A razão, na tentativa de constituir um sistema entre a moralidade e felicidade, “se vê obrigada a admitir” um Criador.

O ato de crer é um ato pensado, portanto racional. A fé é inata por isso ela antecede a razão que é empírica. O que não é racional é a fé em si, que estabelece que você creia que algo seja plausível, sem averiguar a probabilidade. Essa é a forma prática, ou ainda uma das formas práticas da fé.

Se existisse um grupo de pessoas em uma ilha onde tivessem todas as condições de vida possível (água potável e comida) e que tivessem chegado bebes, sem terem tido contato com qualquer tipo de coisa que cerca a fé. Essas pessoas com o passar do tempo seriam céticos ou teístas?

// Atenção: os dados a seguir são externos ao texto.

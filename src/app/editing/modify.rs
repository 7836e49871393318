//! Stützpunkt-Bearbeitung: Ziehen, Einfügen auf Segmenten, Löschen per Shift+Klick.

use glam::DVec2;

use crate::core::{Feature, FeatureId, FeatureMap, PointerEvent, VertexRef};

/// Laufender Stützpunkt-Drag.
#[derive(Debug, Clone)]
struct VertexDrag {
    feature: FeatureId,
    vertex: VertexRef,
    /// Feature vor der Geste
    original: Feature,
}

/// Bearbeitet die Stützpunkte einer festen Feature-Menge.
#[derive(Debug, Clone, Default)]
pub struct ModifyTool {
    targets: Vec<FeatureId>,
    drag: Option<VertexDrag>,
}

impl ModifyTool {
    pub fn new(targets: Vec<FeatureId>) -> Self {
        Self {
            targets,
            drag: None,
        }
    }

    pub fn targets(&self) -> &[FeatureId] {
        &self.targets
    }

    pub fn is_dragging(&self) -> bool {
        self.drag.is_some()
    }

    /// Zeiger gedrückt: greift den nächsten Stützpunkt oder fügt auf dem
    /// nächsten Segment einen ein. Mit Shift kein Drag (Löschgeste).
    pub fn pointer_down(&mut self, map: &mut FeatureMap, event: &PointerEvent, tolerance: f64) -> bool {
        if event.modifiers.shift {
            return false;
        }
        let coordinate = event.coordinate;

        if let Some((feature, vertex)) = self.nearest_vertex(map, coordinate, tolerance) {
            let Some(original) = map.feature(&feature).cloned() else {
                return false;
            };
            self.drag = Some(VertexDrag {
                feature,
                vertex,
                original,
            });
            return true;
        }

        let Some((feature, after, foot)) = self.nearest_segment(map, coordinate, tolerance) else {
            return false;
        };
        let Some(live) = map.feature_mut(&feature) else {
            return false;
        };
        let original = live.clone();
        if !live.geometry.insert_vertex(after, foot) {
            return false;
        }
        self.drag = Some(VertexDrag {
            feature,
            vertex: VertexRef {
                path: after.path,
                index: after.index + 1,
            },
            original,
        });
        true
    }

    pub fn pointer_drag(&mut self, map: &mut FeatureMap, event: &PointerEvent) {
        let Some(drag) = &self.drag else {
            return;
        };
        if let Some(feature) = map.feature_mut(&drag.feature) {
            feature.geometry.move_vertex(drag.vertex, event.coordinate);
        }
    }

    /// Zeiger losgelassen: liefert das Feature vor der Geste, falls sich die
    /// Geometrie geändert hat.
    pub fn pointer_up(&mut self, map: &FeatureMap) -> Option<Feature> {
        let drag = self.drag.take()?;
        let live = map.feature(&drag.feature)?;
        (live.geometry != drag.original.geometry).then_some(drag.original)
    }

    /// Shift+Klick auf einen Stützpunkt löscht ihn. Liefert das Feature vor der Änderung.
    pub fn click(&mut self, map: &mut FeatureMap, event: &PointerEvent, tolerance: f64) -> Option<Feature> {
        if !event.modifiers.shift {
            return None;
        }
        let (id, vertex) = self.nearest_vertex(map, event.coordinate, tolerance)?;
        let live = map.feature_mut(&id)?;
        let original = live.clone();
        if !live.geometry.remove_vertex(vertex) {
            log::debug!("Stützpunkt von {} kann nicht entfernt werden", id);
            return None;
        }
        Some(original)
    }

    fn nearest_vertex(
        &self,
        map: &FeatureMap,
        coordinate: DVec2,
        tolerance: f64,
    ) -> Option<(FeatureId, VertexRef)> {
        self.targets
            .iter()
            .filter_map(|id| {
                let (vertex, distance) = map.feature(id)?.geometry.nearest_vertex(coordinate)?;
                (distance <= tolerance).then(|| (id.clone(), vertex, distance))
            })
            .min_by(|a, b| a.2.total_cmp(&b.2))
            .map(|(id, vertex, _)| (id, vertex))
    }

    fn nearest_segment(
        &self,
        map: &FeatureMap,
        coordinate: DVec2,
        tolerance: f64,
    ) -> Option<(FeatureId, VertexRef, DVec2)> {
        self.targets
            .iter()
            .filter_map(|id| {
                let (after, distance, foot) =
                    map.feature(id)?.geometry.nearest_segment(coordinate)?;
                (distance <= tolerance).then(|| (id.clone(), after, foot, distance))
            })
            .min_by(|a, b| a.3.total_cmp(&b.3))
            .map(|(id, after, foot, _)| (id, after, foot))
    }
}

#[cfg(test)]
mod tests {
    use super::*;
    use crate::core::{Geometry, Layer, Modifiers};

    fn setup() -> (FeatureMap, FeatureId) {
        let mut map = FeatureMap::default();
        map.add_layer(Layer::new("editor"));
        let id = FeatureId::new("editor", -1);
        map.insert_feature(
            Feature::new(Geometry::LineString(vec![
                DVec2::ZERO,
                DVec2::new(10.0, 0.0),
                DVec2::new(20.0, 0.0),
            ]))
            .with_id(id.clone()),
        );
        (map, id)
    }

    fn ev(coordinate: DVec2) -> PointerEvent {
        PointerEvent::new(DVec2::ZERO, coordinate)
    }

    fn line(map: &FeatureMap, id: &FeatureId) -> Vec<DVec2> {
        map.feature(id).map(|f| f.geometry.coordinates()).unwrap_or_default()
    }

    #[test]
    fn drag_vertex_reports_original() {
        let (mut map, id) = setup();
        let mut tool = ModifyTool::new(vec![id.clone()]);
        assert!(tool.pointer_down(&mut map, &ev(DVec2::new(10.5, 0.0)), 1.0));
        tool.pointer_drag(&mut map, &ev(DVec2::new(10.0, 5.0)));
        let original = tool.pointer_up(&map).expect("geändert");

        assert_eq!(original.geometry.coordinates()[1], DVec2::new(10.0, 0.0));
        assert_eq!(line(&map, &id)[1], DVec2::new(10.0, 5.0));
    }

    #[test]
    fn press_on_segment_inserts_vertex() {
        let (mut map, id) = setup();
        let mut tool = ModifyTool::new(vec![id.clone()]);
        assert!(tool.pointer_down(&mut map, &ev(DVec2::new(5.0, 0.5)), 1.0));
        assert!(tool.pointer_up(&map).is_some());
        assert_eq!(line(&map, &id)[1], DVec2::new(5.0, 0.0));
        assert_eq!(line(&map, &id).len(), 4);
    }

    #[test]
    fn release_without_change_commits_nothing() {
        let (mut map, id) = setup();
        let mut tool = ModifyTool::new(vec![id]);
        assert!(tool.pointer_down(&mut map, &ev(DVec2::new(20.0, 0.0)), 1.0));
        assert!(tool.pointer_up(&map).is_none());
    }

    #[test]
    fn shift_click_deletes_vertex_but_keeps_line_valid() {
        let (mut map, id) = setup();
        let mut tool = ModifyTool::new(vec![id.clone()]);
        let shift = ev(DVec2::new(10.0, 0.0)).with_modifiers(Modifiers::SHIFT);
        assert!(!tool.pointer_down(&mut map, &shift, 1.0));
        assert!(tool.click(&mut map, &shift, 1.0).is_some());
        assert_eq!(line(&map, &id).len(), 2);

        let again = ev(DVec2::ZERO).with_modifiers(Modifiers::SHIFT);
        assert!(tool.click(&mut map, &again, 1.0).is_none());
    }

    #[test]
    fn non_targets_are_ignored() {
        let (mut map, _) = setup();
        let mut tool = ModifyTool::new(vec![FeatureId::new("editor", -9)]);
        assert!(!tool.pointer_down(&mut map, &ev(DVec2::ZERO), 1.0));
    }
}
//! Builder für Render-Szenen aus dem AppState.

use crate::app::selection::highlight::selected_style;
use crate::app::AppState;
use crate::core::{Feature, Layer, StyleOverride};
use crate::shared::options::SelectionStyleOptions;
use crate::shared::{RenderScene, StyledFeature};
use crate::style::StyleLayer;

/// Effektiver Stil eines Features.
///
/// Ein Instanz-Stil ersetzt die Layer-Regeln. Selektierte Features bekommen
/// ihre Hervorhebung über den Stil von vor der Selektion.
fn effective_styles(
    layer: &Layer,
    feature: &Feature,
    resolution: f64,
    selection: &SelectionStyleOptions,
) -> Vec<StyleLayer> {
    match &feature.style_override {
        Some(StyleOverride::Layers(styles)) => styles.clone(),
        Some(StyleOverride::Selected { previous }) => {
            let base = match previous.as_deref() {
                Some(StyleOverride::Layers(styles)) => styles.clone(),
                _ => layer.style.resolve(feature, resolution),
            };
            selected_style(selection, feature, base)
        }
        None => layer.style.resolve(feature, resolution),
    }
}

/// Baut eine RenderScene aus dem aktuellen AppState.
pub fn build(state: &AppState) -> RenderScene {
    let map = &state.map;
    let resolution = map.resolution();

    let features = map
        .layers()
        .filter(|layer| layer.is_visible_at(resolution))
        .flat_map(|layer| {
            layer.source.features().filter_map(move |feature| {
                let id = feature.id.clone()?;
                Some(StyledFeature {
                    selected: state.selection.is_selected(&id),
                    id,
                    geometry: feature.geometry.clone(),
                    styles: effective_styles(layer, feature, resolution, &state.selection.style),
                })
            })
        })
        .collect();

    let transform = &state.session.transform;
    RenderScene {
        view: map.view.clone(),
        features,
        handles: transform
            .handles(map)
            .into_iter()
            .map(|handle| handle.position)
            .collect(),
        handle_box: transform.handle_box(map),
        sketch: state.session.draw_preview(state.pointer_coordinate),
    }
}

É bem presumível que com o transpor do tempo cogitariam um ser capaz de atos de convenção para eles com a aparência de leis (a maçã que sempre cai, o pôr-do-sol, a chuva, a morte e o nascimento) e pelos padrões concluíriam que existiria uma “inteligência” (ou um ser racional), e a causalidade de tal ser de acordo com esta representação de leis é a sua vontade. Logo, a causa suprema da natureza, na medida em que tem de ser pressuposta para o bem supremo, é um ser que é a causa da natureza pelo entendimento e vontade (logo, o seu autor), isto é, Deus.

Até mesmo no mito da caverna (Sócrates-platão) entende-se que os prisioneiros eram teístas o que vale pensar não é se eram ou não monoteístas, panteístas ou politeístas.

O que vale o pensamento é de que é imaginável que o homem tendo ou não sistemas práticos de fé ao seu redor poderia chegar à conclusão da existência de um Ser Criador e talvez essa seja a grande questão e não se a fé é racional ou não.

Deus se auto-sustenta eternamente como Ser Supremo mesmo que o homem não o transmita de forma prática no atributo da fé. Deus se auto-sustenta em existência eterna e experiência reveladora em sua face criadora, na supremacia do bem ou na contemplação das coisas infinitas.